⟨

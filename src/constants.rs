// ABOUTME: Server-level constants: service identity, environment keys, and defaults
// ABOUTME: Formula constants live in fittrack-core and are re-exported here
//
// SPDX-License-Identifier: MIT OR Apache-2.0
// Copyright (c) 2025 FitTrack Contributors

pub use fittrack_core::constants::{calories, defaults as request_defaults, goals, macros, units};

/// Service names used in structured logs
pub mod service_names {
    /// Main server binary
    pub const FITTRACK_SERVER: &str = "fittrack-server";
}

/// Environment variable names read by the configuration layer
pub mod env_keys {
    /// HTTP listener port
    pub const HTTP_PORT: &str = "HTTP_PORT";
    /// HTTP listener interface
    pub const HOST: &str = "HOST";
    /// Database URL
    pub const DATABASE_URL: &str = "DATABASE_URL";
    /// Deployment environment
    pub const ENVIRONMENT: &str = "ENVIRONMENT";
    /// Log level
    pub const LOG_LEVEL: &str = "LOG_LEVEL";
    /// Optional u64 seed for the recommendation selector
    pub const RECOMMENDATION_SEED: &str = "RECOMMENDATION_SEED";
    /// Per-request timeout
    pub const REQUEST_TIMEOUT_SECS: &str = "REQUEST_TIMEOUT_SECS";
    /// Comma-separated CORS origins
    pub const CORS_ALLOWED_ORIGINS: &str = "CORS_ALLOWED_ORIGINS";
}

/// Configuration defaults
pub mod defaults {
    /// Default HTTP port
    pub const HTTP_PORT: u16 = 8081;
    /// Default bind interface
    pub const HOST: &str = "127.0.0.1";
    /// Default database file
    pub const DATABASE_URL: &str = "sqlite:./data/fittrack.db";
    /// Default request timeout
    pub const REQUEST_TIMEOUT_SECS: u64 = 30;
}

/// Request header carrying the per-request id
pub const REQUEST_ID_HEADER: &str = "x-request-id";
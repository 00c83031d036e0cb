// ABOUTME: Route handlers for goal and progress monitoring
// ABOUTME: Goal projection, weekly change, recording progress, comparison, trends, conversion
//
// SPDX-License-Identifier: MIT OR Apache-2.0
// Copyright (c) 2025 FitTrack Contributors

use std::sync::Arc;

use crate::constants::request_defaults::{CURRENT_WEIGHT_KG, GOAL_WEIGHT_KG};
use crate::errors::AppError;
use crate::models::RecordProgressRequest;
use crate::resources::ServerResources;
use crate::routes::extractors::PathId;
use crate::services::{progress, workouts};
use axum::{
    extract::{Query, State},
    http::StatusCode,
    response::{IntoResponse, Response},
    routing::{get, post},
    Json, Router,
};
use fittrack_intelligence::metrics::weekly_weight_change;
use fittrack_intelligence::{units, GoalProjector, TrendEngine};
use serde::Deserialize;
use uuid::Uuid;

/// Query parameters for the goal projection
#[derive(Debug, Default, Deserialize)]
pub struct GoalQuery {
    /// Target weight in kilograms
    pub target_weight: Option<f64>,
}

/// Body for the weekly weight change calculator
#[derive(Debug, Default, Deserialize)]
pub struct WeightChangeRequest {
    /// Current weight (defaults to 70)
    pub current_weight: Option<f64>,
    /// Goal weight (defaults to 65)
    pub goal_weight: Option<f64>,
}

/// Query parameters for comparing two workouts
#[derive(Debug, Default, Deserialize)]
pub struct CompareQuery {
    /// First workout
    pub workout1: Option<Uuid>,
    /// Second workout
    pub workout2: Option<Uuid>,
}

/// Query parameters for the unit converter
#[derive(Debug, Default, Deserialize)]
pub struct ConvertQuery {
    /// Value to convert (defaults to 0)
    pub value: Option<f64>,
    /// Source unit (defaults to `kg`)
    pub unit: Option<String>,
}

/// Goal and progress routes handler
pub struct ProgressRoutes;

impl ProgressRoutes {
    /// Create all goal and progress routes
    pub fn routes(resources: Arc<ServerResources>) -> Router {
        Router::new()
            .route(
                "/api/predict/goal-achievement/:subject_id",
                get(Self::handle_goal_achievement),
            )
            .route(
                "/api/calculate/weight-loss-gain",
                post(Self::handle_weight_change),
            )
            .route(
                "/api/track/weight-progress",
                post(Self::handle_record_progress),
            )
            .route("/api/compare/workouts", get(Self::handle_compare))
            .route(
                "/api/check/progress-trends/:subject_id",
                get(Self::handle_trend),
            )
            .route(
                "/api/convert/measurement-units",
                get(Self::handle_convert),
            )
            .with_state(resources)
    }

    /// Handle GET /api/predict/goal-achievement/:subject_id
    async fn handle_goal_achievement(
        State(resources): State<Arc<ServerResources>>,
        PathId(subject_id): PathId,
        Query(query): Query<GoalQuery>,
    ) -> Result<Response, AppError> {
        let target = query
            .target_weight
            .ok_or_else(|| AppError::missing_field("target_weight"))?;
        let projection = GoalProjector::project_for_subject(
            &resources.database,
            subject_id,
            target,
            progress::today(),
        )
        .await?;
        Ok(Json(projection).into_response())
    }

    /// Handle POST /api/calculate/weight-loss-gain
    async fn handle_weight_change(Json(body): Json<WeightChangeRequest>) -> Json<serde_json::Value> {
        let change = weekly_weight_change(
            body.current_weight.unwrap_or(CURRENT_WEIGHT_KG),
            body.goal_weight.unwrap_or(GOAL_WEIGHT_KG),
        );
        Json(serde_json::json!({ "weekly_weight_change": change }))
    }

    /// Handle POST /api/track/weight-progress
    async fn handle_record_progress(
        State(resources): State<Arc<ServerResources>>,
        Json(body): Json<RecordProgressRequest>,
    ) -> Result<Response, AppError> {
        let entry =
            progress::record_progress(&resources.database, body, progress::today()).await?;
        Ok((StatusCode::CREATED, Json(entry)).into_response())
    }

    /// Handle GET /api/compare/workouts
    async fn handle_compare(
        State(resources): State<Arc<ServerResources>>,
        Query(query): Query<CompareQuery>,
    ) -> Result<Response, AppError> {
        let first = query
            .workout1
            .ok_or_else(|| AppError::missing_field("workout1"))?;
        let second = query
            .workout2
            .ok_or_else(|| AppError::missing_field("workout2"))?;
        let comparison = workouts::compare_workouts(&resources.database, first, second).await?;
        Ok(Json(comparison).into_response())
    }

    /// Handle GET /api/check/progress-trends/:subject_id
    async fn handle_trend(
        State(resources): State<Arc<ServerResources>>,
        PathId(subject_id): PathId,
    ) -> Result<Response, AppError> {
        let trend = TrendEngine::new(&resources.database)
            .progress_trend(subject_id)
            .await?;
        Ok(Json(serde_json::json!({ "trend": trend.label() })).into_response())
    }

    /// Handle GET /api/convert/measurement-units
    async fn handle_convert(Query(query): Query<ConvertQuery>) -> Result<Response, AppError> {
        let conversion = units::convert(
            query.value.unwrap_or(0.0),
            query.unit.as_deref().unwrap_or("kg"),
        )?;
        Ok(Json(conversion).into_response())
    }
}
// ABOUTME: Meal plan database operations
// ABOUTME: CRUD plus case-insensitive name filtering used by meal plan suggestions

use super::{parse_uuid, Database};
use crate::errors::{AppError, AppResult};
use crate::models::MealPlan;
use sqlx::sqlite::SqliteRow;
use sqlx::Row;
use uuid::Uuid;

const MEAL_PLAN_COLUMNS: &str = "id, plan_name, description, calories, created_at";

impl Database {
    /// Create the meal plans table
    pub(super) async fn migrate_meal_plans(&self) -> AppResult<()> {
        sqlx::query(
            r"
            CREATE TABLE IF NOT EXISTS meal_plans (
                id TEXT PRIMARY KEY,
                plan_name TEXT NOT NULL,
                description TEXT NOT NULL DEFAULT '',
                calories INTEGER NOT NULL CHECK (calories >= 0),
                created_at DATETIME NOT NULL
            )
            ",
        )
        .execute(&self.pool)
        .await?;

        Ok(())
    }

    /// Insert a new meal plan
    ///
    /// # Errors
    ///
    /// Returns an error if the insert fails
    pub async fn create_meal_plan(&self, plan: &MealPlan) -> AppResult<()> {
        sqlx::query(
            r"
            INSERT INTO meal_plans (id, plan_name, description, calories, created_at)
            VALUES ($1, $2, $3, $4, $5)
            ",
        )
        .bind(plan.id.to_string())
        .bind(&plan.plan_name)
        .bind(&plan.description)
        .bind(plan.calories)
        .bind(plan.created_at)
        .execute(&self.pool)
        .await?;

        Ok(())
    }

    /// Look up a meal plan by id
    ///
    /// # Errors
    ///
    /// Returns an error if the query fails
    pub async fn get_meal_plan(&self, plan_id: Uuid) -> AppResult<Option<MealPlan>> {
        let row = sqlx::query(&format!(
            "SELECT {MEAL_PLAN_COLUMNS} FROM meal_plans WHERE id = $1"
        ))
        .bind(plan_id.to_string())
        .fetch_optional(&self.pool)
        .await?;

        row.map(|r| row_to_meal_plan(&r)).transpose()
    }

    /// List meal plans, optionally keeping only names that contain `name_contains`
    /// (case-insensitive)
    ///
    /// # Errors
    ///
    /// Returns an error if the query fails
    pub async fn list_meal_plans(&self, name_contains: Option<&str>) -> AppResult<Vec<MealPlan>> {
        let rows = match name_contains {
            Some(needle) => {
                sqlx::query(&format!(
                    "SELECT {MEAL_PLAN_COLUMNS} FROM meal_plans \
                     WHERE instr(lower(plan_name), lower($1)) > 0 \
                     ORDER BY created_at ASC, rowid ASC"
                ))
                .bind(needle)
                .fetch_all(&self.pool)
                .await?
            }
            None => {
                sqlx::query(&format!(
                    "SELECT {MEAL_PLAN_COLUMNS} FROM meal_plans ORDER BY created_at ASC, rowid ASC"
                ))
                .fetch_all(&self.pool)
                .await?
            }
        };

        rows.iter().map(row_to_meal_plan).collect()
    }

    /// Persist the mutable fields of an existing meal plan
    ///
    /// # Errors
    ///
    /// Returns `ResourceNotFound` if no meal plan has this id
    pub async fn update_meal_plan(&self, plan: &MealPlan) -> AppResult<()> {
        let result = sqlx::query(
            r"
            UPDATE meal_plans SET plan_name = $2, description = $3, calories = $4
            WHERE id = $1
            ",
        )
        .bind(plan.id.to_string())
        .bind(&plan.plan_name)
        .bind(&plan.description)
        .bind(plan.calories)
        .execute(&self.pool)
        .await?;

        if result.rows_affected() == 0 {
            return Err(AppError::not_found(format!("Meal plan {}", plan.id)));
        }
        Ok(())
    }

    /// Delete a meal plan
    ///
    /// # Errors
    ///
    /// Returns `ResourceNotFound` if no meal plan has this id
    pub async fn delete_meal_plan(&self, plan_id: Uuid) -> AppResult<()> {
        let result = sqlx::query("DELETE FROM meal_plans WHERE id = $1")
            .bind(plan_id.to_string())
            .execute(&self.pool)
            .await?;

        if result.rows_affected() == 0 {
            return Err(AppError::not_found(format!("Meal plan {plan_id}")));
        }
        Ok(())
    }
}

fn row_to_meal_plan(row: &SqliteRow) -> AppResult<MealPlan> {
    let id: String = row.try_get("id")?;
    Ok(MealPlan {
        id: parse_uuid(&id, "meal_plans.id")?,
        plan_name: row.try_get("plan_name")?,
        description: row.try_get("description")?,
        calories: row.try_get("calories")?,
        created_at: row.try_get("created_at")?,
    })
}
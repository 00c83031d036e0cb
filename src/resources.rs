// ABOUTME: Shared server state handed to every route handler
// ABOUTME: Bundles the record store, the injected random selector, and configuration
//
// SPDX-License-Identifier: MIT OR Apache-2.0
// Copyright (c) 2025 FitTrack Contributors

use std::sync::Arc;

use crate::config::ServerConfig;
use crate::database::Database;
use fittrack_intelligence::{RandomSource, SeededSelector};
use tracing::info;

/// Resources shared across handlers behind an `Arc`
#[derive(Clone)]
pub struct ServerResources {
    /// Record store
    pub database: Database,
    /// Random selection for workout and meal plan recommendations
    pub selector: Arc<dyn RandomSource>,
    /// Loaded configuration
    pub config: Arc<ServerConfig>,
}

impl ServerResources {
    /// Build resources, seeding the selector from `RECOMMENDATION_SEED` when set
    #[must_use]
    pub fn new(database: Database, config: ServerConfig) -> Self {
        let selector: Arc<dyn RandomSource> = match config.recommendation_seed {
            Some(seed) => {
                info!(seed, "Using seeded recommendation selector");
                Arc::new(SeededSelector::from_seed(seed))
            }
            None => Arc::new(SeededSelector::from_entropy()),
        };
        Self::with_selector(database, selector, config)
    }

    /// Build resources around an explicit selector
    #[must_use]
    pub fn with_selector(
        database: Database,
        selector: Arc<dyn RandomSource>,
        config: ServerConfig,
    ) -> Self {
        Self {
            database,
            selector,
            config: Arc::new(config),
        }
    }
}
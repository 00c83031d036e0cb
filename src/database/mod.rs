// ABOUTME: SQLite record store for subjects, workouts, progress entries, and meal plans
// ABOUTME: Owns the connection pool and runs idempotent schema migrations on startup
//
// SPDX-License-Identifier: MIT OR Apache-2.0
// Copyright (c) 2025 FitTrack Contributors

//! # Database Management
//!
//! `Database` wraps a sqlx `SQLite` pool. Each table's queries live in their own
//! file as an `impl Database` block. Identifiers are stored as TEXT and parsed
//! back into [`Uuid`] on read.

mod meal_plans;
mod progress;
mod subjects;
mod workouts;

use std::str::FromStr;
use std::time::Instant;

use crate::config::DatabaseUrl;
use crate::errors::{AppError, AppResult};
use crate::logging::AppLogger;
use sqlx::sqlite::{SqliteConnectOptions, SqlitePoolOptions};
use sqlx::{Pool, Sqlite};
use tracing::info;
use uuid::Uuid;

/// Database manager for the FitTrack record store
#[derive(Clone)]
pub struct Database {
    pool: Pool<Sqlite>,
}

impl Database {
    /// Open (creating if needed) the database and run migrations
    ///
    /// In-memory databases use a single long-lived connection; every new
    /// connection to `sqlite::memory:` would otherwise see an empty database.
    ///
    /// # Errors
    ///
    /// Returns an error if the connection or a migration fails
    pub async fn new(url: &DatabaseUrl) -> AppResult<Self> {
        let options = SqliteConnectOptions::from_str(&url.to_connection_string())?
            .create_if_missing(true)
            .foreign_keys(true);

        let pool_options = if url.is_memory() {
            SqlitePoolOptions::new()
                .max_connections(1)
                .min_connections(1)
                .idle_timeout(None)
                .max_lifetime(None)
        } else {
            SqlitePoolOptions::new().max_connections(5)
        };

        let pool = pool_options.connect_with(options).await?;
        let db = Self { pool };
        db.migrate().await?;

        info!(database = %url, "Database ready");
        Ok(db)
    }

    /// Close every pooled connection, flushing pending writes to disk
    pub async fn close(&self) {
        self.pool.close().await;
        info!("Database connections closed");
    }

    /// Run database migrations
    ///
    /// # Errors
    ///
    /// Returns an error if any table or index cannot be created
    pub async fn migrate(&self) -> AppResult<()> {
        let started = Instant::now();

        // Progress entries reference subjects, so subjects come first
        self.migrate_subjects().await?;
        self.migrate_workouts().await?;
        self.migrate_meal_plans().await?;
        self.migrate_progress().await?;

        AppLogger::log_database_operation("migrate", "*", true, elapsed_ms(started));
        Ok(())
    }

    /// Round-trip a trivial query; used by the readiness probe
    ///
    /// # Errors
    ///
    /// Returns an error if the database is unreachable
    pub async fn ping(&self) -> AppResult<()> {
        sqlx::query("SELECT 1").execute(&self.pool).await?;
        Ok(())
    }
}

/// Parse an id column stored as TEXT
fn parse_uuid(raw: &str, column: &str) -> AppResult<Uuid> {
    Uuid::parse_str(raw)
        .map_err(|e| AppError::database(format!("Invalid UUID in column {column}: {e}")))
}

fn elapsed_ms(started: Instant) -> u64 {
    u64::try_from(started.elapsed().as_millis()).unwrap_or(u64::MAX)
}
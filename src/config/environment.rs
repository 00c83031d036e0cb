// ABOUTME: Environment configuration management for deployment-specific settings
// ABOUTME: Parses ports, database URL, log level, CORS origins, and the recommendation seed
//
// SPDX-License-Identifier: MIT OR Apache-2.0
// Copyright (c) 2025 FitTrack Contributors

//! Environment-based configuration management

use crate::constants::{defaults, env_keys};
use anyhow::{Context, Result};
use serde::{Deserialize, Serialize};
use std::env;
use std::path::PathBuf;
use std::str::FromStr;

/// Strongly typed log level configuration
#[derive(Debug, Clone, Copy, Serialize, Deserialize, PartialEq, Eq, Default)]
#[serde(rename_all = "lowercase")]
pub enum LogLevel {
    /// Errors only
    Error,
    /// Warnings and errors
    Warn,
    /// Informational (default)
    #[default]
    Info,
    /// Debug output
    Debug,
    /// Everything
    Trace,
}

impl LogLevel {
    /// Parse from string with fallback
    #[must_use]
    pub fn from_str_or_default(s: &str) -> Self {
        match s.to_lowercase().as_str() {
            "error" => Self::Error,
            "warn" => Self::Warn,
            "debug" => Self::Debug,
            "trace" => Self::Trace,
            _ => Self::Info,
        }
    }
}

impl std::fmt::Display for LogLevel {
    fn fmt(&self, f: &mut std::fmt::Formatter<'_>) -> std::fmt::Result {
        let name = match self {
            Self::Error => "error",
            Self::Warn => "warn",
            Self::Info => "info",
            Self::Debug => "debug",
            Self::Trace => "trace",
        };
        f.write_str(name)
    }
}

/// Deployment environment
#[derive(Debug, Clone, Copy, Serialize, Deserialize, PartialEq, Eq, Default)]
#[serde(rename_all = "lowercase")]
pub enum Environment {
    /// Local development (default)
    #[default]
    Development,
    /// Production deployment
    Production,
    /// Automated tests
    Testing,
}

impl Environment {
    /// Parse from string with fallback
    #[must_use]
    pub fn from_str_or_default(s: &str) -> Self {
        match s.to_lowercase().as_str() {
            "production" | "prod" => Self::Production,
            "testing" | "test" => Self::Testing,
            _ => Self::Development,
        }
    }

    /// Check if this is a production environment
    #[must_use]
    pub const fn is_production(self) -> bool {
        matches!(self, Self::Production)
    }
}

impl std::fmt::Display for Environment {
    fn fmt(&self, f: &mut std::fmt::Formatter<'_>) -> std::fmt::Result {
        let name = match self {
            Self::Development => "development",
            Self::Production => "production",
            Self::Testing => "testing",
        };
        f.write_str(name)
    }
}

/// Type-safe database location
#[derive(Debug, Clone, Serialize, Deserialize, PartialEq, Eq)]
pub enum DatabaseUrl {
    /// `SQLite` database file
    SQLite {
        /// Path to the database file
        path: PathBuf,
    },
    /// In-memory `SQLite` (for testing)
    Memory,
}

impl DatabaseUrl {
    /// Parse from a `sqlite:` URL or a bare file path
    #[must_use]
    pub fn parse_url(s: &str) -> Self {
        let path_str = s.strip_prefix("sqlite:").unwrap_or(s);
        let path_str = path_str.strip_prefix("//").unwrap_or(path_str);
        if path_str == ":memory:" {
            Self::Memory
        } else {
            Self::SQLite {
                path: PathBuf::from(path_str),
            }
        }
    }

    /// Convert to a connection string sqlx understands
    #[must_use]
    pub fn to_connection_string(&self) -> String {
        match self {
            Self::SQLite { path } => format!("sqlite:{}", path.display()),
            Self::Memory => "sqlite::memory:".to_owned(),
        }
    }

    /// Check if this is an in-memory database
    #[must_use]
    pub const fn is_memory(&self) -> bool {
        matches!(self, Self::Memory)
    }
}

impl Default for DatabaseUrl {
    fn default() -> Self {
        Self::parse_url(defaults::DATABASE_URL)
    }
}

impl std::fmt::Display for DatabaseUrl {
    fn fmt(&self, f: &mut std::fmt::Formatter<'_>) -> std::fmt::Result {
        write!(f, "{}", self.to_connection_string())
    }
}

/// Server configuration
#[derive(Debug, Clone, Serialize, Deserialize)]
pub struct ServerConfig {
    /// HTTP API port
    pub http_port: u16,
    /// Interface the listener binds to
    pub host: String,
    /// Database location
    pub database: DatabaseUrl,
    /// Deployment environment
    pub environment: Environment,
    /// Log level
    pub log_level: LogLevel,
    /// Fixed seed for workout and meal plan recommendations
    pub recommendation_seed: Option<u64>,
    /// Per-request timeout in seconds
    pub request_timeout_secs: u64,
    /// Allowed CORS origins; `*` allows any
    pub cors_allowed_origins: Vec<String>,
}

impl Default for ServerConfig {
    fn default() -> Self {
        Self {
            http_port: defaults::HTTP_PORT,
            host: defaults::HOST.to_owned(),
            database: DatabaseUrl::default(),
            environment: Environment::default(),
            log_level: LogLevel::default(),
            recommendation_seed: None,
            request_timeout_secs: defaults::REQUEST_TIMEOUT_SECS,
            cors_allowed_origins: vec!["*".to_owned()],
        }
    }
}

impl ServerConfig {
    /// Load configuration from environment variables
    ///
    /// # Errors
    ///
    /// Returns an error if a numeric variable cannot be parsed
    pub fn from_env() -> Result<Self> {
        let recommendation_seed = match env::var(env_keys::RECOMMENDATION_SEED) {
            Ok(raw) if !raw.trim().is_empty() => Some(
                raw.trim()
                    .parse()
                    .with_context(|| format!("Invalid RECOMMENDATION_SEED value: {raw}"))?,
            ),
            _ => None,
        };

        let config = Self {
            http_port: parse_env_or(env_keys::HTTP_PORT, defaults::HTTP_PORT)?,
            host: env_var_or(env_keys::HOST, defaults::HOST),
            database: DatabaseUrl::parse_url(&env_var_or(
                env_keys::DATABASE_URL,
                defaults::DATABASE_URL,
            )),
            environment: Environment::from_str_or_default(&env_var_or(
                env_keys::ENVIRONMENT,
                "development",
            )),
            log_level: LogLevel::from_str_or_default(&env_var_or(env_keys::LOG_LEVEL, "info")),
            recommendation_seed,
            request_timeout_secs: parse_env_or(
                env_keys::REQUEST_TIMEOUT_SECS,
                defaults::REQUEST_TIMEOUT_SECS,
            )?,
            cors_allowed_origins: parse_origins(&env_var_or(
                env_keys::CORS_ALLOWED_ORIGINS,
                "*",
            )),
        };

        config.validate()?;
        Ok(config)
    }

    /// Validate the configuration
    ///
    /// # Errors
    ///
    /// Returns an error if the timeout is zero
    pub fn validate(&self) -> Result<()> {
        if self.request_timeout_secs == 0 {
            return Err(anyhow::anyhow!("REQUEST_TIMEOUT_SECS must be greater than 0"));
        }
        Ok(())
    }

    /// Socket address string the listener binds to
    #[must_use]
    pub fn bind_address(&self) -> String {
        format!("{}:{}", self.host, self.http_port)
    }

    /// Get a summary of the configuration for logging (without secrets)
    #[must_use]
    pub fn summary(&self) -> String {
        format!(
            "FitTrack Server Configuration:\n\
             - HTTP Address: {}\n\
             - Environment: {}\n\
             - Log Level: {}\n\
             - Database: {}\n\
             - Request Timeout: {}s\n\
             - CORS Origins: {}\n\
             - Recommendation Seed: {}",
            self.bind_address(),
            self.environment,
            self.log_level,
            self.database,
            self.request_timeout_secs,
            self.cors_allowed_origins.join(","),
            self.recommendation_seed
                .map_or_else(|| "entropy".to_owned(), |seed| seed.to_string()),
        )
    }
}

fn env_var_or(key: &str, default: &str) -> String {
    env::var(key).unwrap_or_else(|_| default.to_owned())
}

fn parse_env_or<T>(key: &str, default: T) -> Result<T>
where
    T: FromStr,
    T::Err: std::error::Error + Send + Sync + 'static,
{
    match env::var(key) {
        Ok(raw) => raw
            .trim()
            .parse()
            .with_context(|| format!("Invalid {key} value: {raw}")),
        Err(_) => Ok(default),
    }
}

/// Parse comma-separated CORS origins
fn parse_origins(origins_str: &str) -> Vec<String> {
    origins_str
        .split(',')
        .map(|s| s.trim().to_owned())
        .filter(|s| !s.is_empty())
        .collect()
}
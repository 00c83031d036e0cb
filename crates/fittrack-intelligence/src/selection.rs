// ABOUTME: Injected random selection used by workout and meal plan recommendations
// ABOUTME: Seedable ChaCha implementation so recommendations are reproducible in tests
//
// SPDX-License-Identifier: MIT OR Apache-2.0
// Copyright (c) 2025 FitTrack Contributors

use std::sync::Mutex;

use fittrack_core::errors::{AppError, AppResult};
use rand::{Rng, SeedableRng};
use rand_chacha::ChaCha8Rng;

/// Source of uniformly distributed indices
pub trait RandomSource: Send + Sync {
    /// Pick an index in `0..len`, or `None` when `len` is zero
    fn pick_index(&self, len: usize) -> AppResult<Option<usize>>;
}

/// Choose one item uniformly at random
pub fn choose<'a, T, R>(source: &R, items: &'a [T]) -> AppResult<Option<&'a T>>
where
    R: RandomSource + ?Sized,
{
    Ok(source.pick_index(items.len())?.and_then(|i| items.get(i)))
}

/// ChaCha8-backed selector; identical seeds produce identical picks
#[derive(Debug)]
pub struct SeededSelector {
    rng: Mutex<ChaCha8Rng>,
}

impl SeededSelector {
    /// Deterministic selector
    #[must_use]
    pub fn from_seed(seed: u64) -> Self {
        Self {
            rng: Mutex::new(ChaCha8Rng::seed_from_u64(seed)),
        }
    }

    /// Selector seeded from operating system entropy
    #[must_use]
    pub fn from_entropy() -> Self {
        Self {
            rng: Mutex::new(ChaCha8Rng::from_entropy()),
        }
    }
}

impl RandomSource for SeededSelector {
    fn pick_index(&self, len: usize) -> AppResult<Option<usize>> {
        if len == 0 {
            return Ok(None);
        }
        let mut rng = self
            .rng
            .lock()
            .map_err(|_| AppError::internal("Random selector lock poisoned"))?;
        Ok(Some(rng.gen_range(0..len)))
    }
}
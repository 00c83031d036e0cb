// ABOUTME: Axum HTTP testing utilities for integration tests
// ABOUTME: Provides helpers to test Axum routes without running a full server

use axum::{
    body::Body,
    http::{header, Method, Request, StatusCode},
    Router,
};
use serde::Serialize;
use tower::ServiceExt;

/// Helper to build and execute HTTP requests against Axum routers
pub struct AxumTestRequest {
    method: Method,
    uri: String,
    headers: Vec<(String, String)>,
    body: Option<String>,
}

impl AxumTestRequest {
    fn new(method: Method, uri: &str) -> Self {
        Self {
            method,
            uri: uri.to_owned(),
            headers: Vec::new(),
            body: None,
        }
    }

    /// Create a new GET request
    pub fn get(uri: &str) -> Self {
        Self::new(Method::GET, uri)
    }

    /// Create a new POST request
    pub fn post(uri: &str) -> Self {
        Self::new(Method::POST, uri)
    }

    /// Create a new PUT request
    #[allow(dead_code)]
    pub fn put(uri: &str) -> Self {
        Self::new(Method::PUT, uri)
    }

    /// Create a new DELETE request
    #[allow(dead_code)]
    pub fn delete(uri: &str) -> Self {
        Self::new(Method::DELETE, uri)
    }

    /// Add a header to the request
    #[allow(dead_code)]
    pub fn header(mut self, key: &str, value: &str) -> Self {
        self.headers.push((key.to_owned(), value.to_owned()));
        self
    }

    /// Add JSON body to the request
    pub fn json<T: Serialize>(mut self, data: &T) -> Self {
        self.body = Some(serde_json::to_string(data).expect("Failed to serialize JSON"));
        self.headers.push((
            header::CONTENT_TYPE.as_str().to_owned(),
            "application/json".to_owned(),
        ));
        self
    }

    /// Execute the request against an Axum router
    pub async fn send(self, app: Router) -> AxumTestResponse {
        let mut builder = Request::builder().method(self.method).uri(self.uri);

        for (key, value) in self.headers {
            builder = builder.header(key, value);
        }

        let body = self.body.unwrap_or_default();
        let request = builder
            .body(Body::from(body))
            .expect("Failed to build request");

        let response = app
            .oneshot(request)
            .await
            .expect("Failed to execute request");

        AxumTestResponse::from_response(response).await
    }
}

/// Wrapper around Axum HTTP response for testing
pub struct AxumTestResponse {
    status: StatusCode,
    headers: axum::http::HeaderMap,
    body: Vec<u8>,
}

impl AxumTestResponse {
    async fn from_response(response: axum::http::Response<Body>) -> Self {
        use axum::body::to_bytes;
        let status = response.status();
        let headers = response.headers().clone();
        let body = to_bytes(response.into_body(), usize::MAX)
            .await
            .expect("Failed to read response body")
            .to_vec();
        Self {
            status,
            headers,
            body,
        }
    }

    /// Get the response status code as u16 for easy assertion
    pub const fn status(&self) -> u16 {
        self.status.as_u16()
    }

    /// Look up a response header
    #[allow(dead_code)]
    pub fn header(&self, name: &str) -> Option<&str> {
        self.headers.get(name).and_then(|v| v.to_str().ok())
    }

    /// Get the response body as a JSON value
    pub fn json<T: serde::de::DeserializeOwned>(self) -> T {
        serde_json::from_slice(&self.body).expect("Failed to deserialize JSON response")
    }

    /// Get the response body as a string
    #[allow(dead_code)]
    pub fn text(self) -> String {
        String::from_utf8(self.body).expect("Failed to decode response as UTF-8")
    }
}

⟩

▸ AIM OF THE TASK: Identify the lines of the entries containing the string "only". Copy each such line.

▸ EXPECTED ANSWER:
    /// List meal plans, optionally keeping only names that contain `name_contains`
    /// Errors only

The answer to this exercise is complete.